Il peut paraître étrange qu’une saucisse issue de la tradition gastronomique italienne ait pris un sens métaphorique de ce type, mais en reconstituant l’histoire de l’expression, on peut comprendre pourquoi. D’un point de vue linguistique, l’utilisation de termes alimentaires pour désigner des caractéristiques humaines répond à un mécanisme typique des langues naturelles : étant donné que le corps, la nourriture et – plus généralement – les sens sont fondamentaux dans la vie quotidienne et culturelle, le vocabulaire qui leur est associé est devenu un outil pour décrire des caractéristiques typiquement humaines telles que tempérament et leintelligence dans un sens métaphorique.
Le mot salami dérive du latin ancien tardif Salamen (dérive à son tour du latin classique sellittéralement « sel ») utilisé pour indiquer l’utilisation du sel pour conserver les aliments, se transformant plus tard à la fin du Moyen Âge en Salamenen référence aux aliments conservés au sel comme le poisson, notamment ce qu’on appelle aujourd’hui baccalà (ou stockfish). Le sens historico-étymologique de l’expression dériverait donc d’un changement dans l’usage du terme Salamenqui jusqu’au XVIIIe siècle et au-delà identifiait le poisson salé ou la morue, encore utilisé aujourd’hui métaphoriquement pour décrire une personne inexpressive : d’où le dicton de « être une morue« .
Dans le cas du salami, la métaphore se développe avant tout autour de sa consistance. Le salami semble compact et pleind’ici ça donne l’idée figurative d’un « pleine tête« mais pas dans le sens de richesse intellectuelle – comme cela pourrait être le cas « Ayez du sel dans la tête » – mais plein de matité, de rigiditébref, un manque d’élasticité mentale. Contrairement aux autres saucisses, le salami est également un produit assaisonné qui ne change pas facilement de forme : cette nature statique se prête bien à représenter un personne peu réactive ou lente à comprendre.
Selon certaines interprétations répandues dans le tradition populairela référence implicite serait aussi à la section du salami, car c’est une surface uniforme, sans joints, qui renforce l’image de quelque chose de « peu raffiné » d’un point de vue intellectuel.
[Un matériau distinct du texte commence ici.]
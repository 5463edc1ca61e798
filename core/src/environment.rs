//! Composition root for one run
//!
//! An [`Environment`] owns the event hooks, the stats aggregator and the
//! configuration, and creates exactly one runner bound to them. Nothing in
//! this crate is global: everything a runner needs is passed in here.

use serde_json::Map;
use std::sync::atomic::{AtomicBool, Ordering};
use std::sync::Arc;

use crate::channel::ChannelConfig;
use crate::config::RunConfig;
use crate::error::{RunError, RunResult};
use crate::events::{Events, LifecycleKind};
use crate::runner::{
    IterationRateLimiter, LocalRunner, MasterRunner, RunnerCore, UserClass, UserPool,
    WorkerRunner,
};
use crate::stats::{RequestStats, StatsListener};
use crate::transport::{Acceptor, Link};

/// Events, stats, config and user classes shared by one runner
pub struct Environment {
    config: RunConfig,
    channels: ChannelConfig,
    events: Arc<Events>,
    stats: Arc<RequestStats>,
    user_classes: Vec<UserClass>,
    runner_created: AtomicBool,
}

impl Environment {
    /// Start building an environment
    pub fn builder() -> EnvironmentBuilder {
        EnvironmentBuilder::new()
    }

    /// Event hooks
    pub fn events(&self) -> &Arc<Events> {
        &self.events
    }

    /// Stats aggregator
    pub fn stats(&self) -> Arc<RequestStats> {
        Arc::clone(&self.stats)
    }

    /// Run configuration
    pub fn config(&self) -> &RunConfig {
        &self.config
    }

    /// Registered user classes
    pub fn user_classes(&self) -> &[UserClass] {
        &self.user_classes
    }

    /// Runner that spawns users in this process
    pub fn local_runner(&self) -> RunResult<LocalRunner> {
        self.claim_runner("local")?;
        let runner = self.build_local(true)?;
        self.fire_init("local")?;
        Ok(runner)
    }

    /// Runner that coordinates workers connecting through `acceptor`
    ///
    /// Must be called from within a tokio runtime.
    pub async fn master_runner(&self, acceptor: Box<dyn Acceptor>) -> RunResult<MasterRunner> {
        self.claim_runner("master")?;
        let runner = MasterRunner::new(self.core(), acceptor, self.channels.clone());
        self.fire_init("master")?;
        Ok(runner)
    }

    /// Runner that serves a master over `link`, with a generated worker id
    pub async fn worker_runner(&self, link: Link) -> RunResult<WorkerRunner> {
        self.worker_runner_with_id(generate_worker_id(), link).await
    }

    /// Runner that serves a master over `link` as `worker_id`
    pub async fn worker_runner_with_id(
        &self,
        worker_id: impl Into<String>,
        link: Link,
    ) -> RunResult<WorkerRunner> {
        self.claim_runner("worker")?;
        // The master owns the stop conditions of a distributed run
        let local = self.build_local(false)?;
        self.fire_init("worker")?;
        WorkerRunner::connect(
            worker_id.into(),
            local,
            self.stats(),
            self.config.heartbeat.clone(),
            &self.channels,
            link,
        )
        .await
    }

    fn claim_runner(&self, kind: &str) -> RunResult<()> {
        if self.runner_created.swap(true, Ordering::SeqCst) {
            return Err(RunError::invalid_state(format!(
                "environment already has a runner, cannot create a {kind} runner"
            )));
        }
        Ok(())
    }

    fn core(&self) -> RunnerCore {
        RunnerCore::new(
            Arc::clone(&self.events),
            Arc::clone(&self.stats),
            self.config.clone(),
        )
    }

    fn build_local(&self, monitors_enabled: bool) -> RunResult<LocalRunner> {
        if self.user_classes.is_empty() {
            return Err(RunError::missing_config("user_class"));
        }
        let limiter = Arc::new(IterationRateLimiter::new(self.config.max_iteration_rate));
        let pool = UserPool::new(self.user_classes.clone(), Arc::clone(&self.events), limiter);
        Ok(LocalRunner::new(self.core(), pool, monitors_enabled))
    }

    fn fire_init(&self, runner: &str) -> RunResult<()> {
        let mut fields = Map::new();
        fields.insert("runner".into(), runner.into());
        self.events.fire_lifecycle(LifecycleKind::Init, fields)
    }
}

impl std::fmt::Debug for Environment {
    fn fmt(&self, f: &mut std::fmt::Formatter<'_>) -> std::fmt::Result {
        let classes: Vec<&str> = self.user_classes.iter().map(|c| c.name()).collect();
        f.debug_struct("Environment")
            .field("config", &self.config)
            .field("user_classes", &classes)
            .field("runner_created", &self.runner_created.load(Ordering::SeqCst))
            .finish()
    }
}

/// Worker id unique across machines
pub fn generate_worker_id() -> String {
    format!("worker-{}", uuid::Uuid::new_v4().simple())
}

/// Builder for [`Environment`]
#[derive(Default)]
pub struct EnvironmentBuilder {
    config: Option<RunConfig>,
    channels: Option<ChannelConfig>,
    user_classes: Vec<UserClass>,
}

impl EnvironmentBuilder {
    /// Create a new builder
    pub fn new() -> Self {
        Self::default()
    }

    /// Set the run configuration (default: [`RunConfig::default`])
    pub fn config(mut self, config: RunConfig) -> Self {
        self.config = Some(config);
        self
    }

    /// Set channel sizes
    pub fn channel_config(mut self, channels: ChannelConfig) -> Self {
        self.channels = Some(channels);
        self
    }

    /// Add a user class
    pub fn user_class(mut self, class: UserClass) -> Self {
        self.user_classes.push(class);
        self
    }

    /// Add several user classes
    pub fn user_classes(mut self, classes: impl IntoIterator<Item = UserClass>) -> Self {
        self.user_classes.extend(classes);
        self
    }

    /// Validate and build
    ///
    /// The stats listener is registered before anything else can subscribe,
    /// so it always sees request events first.
    pub fn build(self) -> RunResult<Environment> {
        let config = self.config.unwrap_or_default();
        config.validate()?;

        if let Some(class) = self.user_classes.iter().find(|c| c.weight() == 0) {
            return Err(RunError::config(format!(
                "user class {} has weight 0",
                class.name()
            )));
        }

        let events = Arc::new(Events::new());
        let stats = Arc::new(RequestStats::new(config.stats.entry_settings()));
        events.request.add_listener(StatsListener(Arc::clone(&stats)));

        tracing::debug!(
            user_classes = self.user_classes.len(),
            "Environment created"
        );

        Ok(Environment {
            config,
            channels: self.channels.unwrap_or_default(),
            events,
            stats,
            user_classes: self.user_classes,
            runner_created: AtomicBool::new(false),
        })
    }
}

#[cfg(test)]
mod tests {
    use super::*;
    use crate::error::ErrorKind;
    use crate::events::{LifecycleEvent, RequestEvent};
    use crate::runner::{IterationResult, RunState, Runner, User, UserContext};
    use async_trait::async_trait;
    use parking_lot::Mutex;

    struct Idle;

    #[async_trait]
    impl User for Idle {
        async fn run(&mut self, _ctx: &UserContext) -> IterationResult {
            tokio::time::sleep(std::time::Duration::from_millis(10)).await;
            Ok(())
        }
    }

    fn idle_class() -> UserClass {
        UserClass::from_fn("idle", || Idle)
    }

    #[test]
    fn test_stats_listener_registered_first() {
        let env = Environment::builder().build().unwrap();
        assert_eq!(env.events().request.len(), 1);

        env.events()
            .fire_request(&RequestEvent::new("GET", "/").with_response_time(5.0));
        assert_eq!(env.stats().total_requests(), 1);
    }

    #[test]
    fn test_build_rejects_invalid_config() {
        let config = RunConfig::new().with_fail_ratio_threshold(3.0);
        let err = Environment::builder().config(config).build().unwrap_err();
        assert_eq!(err.kind, ErrorKind::Config);
    }

    #[test]
    fn test_build_rejects_zero_weight() {
        let err = Environment::builder()
            .user_class(idle_class().with_weight(0))
            .build()
            .unwrap_err();
        assert_eq!(err.kind, ErrorKind::Config);
    }

    #[test]
    fn test_local_runner_requires_user_classes() {
        let env = Environment::builder().build().unwrap();
        let err = env.local_runner().unwrap_err();
        assert_eq!(err.kind, ErrorKind::Config);
    }

    #[test]
    fn test_one_runner_per_environment() {
        let env = Environment::builder().user_class(idle_class()).build().unwrap();
        let seen = Arc::new(Mutex::new(Vec::new()));
        let sink = Arc::clone(&seen);
        env.events().init.add_handler("init", move |event: &LifecycleEvent| {
            sink.lock().push(event.field("runner").cloned());
            Ok(())
        });

        let runner = env.local_runner().unwrap();
        assert_eq!(runner.state(), RunState::Ready);
        assert_eq!(*seen.lock(), vec![Some(serde_json::json!("local"))]);

        let err = env.local_runner().unwrap_err();
        assert_eq!(err.kind, ErrorKind::InvalidState);
    }

    #[test]
    fn test_generated_worker_ids_are_unique() {
        let a = generate_worker_id();
        let b = generate_worker_id();
        assert!(a.starts_with("worker-"));
        assert_ne!(a, b);
    }
}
À cela s’ajoute le rôle du salami comme nourriture quotidienne et populaireloin de toute aura de sophistication qui, au sens figuré, représente ce qui est simple et à la portée de tous, devenant facilement symbole de naïveté.
C’est précisément pour cette raison que la langue italienne prend un objet plein de valeur positive et le renverse symboliquement pour créer une expression efficace et très ironique. Le ton avec lequel l’expression est prononcée doit également être pris en compte, car si « tu es un salami » il a rarement la violence d’une véritable insulteça marche un peu comme une plaisanterie ou un commentaire affectueusement sarcastique ce qui n’affecte pas l’identité profonde de la personne mais son comportement momentané. C’est une formule qui permet de critiquer sans être ouvertement agressif, transformant l’évaluation négative en une image « maladroite ».
L’italien, comme mentionné au début, est vraiment riche en expressions liées à la nourriture (« retirer les marrons du feu », « avoir du jambon sous les yeux ») et s’inspire également des vacances (« Noël en famille, Pâques avec qui tu veux »), des cultures étrangères (« désolé pour les Français ») et de son propre pays (« voir Naples et puis mourir ») pour décrire de manière plus colorée la réalité qui nous entoure.